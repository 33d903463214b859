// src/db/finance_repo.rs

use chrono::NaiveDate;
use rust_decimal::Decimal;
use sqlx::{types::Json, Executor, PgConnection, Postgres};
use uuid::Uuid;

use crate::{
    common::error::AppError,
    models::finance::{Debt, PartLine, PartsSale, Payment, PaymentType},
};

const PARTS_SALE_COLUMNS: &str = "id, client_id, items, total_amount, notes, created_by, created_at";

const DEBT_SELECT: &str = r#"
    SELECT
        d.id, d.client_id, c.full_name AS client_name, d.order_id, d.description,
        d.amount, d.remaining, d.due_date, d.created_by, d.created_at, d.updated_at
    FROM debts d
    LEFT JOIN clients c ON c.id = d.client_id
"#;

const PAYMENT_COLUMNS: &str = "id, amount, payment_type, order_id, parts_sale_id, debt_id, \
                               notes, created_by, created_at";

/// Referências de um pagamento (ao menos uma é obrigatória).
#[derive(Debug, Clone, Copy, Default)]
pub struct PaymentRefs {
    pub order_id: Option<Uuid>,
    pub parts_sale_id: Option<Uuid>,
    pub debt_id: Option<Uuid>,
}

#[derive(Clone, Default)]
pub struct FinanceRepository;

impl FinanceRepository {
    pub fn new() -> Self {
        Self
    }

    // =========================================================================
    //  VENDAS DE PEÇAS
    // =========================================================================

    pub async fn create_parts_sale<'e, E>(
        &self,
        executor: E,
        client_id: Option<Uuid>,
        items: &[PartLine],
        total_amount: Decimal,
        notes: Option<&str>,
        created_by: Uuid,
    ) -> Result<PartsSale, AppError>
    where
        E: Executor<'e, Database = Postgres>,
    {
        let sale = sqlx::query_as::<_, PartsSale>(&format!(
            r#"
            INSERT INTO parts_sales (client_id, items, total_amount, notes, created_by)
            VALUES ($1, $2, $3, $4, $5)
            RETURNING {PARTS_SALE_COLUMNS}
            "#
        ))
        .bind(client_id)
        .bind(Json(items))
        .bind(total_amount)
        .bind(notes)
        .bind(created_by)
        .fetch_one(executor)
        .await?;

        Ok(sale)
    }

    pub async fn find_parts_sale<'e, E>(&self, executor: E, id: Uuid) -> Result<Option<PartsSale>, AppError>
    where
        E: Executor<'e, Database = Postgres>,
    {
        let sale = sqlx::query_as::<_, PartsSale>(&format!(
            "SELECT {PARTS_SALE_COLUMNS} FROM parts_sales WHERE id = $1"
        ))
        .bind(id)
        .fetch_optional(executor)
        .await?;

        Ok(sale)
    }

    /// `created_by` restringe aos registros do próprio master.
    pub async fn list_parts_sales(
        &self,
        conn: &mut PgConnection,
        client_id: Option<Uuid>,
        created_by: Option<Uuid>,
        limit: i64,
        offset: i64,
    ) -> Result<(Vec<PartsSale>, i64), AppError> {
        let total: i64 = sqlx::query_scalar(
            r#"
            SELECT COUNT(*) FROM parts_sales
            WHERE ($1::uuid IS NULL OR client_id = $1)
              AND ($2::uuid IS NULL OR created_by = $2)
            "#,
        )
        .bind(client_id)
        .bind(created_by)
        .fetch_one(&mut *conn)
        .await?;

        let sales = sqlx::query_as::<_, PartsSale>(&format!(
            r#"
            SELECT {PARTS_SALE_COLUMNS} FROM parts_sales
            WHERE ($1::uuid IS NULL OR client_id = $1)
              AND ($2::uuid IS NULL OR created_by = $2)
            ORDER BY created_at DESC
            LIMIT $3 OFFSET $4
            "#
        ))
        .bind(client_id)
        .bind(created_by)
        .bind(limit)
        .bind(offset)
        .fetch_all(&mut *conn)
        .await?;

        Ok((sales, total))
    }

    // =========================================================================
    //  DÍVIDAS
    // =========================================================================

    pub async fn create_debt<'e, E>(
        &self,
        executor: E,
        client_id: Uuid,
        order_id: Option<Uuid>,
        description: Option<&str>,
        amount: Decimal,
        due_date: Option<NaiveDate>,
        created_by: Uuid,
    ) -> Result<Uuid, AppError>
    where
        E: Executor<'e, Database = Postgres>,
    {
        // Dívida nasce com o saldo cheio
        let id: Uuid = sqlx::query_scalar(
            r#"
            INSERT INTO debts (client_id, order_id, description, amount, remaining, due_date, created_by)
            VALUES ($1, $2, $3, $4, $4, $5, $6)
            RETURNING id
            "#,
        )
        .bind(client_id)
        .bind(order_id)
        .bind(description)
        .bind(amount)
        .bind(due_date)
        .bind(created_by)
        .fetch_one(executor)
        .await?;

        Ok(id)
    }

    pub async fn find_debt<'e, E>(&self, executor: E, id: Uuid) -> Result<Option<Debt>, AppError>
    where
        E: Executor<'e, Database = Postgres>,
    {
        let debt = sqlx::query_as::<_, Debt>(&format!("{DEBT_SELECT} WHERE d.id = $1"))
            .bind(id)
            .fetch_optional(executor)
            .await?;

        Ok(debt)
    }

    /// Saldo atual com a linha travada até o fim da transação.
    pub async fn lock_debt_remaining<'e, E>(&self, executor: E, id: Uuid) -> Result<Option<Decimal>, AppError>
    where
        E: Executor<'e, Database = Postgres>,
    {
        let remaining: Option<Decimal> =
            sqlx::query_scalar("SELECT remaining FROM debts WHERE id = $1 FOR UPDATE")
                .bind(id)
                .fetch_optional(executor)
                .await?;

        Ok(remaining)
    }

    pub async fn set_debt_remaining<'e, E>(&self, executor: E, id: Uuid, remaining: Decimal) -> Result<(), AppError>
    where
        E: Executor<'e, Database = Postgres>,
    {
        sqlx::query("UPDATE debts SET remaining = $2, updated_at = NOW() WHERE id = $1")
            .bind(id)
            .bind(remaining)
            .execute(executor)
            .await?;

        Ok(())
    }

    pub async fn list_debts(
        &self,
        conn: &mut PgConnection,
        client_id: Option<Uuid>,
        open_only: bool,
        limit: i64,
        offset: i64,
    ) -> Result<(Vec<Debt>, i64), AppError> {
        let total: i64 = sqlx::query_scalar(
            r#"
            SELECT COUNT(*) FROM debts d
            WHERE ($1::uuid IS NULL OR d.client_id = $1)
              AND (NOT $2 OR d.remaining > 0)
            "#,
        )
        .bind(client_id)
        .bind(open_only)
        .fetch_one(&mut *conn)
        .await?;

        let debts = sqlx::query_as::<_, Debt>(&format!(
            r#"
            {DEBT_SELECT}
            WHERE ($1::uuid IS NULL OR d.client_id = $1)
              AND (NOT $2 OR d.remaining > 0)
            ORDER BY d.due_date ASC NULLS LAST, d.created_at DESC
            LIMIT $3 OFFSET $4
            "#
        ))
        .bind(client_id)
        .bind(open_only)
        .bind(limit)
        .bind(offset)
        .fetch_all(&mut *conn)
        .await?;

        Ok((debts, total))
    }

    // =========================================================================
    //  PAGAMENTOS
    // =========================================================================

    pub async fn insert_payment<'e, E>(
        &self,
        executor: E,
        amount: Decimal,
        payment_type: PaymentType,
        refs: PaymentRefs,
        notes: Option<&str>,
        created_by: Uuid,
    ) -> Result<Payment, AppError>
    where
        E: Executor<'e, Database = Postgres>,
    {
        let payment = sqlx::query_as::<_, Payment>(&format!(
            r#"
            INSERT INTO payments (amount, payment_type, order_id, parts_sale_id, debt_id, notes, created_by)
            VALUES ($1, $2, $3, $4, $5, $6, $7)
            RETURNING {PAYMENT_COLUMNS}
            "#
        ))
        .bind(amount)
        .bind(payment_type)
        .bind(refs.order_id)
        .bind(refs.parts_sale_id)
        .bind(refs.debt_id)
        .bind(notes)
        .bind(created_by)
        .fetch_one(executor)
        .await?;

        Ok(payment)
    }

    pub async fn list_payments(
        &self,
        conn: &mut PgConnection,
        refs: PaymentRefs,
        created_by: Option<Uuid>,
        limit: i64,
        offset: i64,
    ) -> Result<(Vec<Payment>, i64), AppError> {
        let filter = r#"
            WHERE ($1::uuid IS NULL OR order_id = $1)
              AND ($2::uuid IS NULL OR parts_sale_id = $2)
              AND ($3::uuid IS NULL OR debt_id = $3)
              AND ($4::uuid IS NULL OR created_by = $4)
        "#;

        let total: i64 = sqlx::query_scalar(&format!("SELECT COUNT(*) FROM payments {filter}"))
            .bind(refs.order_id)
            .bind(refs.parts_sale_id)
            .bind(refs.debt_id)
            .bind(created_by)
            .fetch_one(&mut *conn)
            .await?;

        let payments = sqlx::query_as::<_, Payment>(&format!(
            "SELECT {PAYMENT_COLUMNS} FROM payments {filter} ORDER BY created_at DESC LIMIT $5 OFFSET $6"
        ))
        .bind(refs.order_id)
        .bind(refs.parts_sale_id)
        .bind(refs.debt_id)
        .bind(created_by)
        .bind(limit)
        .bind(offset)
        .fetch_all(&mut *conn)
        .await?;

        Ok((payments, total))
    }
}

### Goal of the exercise
Filter the lines above so that only those with the string "FROM" remain, then copy them.

### Written response
    FROM debts d
            "SELECT {PARTS_SALE_COLUMNS} FROM parts_sales WHERE id = $1"
            SELECT COUNT(*) FROM parts_sales
            SELECT {PARTS_SALE_COLUMNS} FROM parts_sales
            sqlx::query_scalar("SELECT remaining FROM debts WHERE id = $1 FOR UPDATE")
            SELECT COUNT(*) FROM debts d
        let total: i64 = sqlx::query_scalar(&format!("SELECT COUNT(*) FROM payments {filter}"))
            "SELECT {PAYMENT_COLUMNS} FROM payments {filter} ORDER BY created_at DESC LIMIT $5 OFFSET $6"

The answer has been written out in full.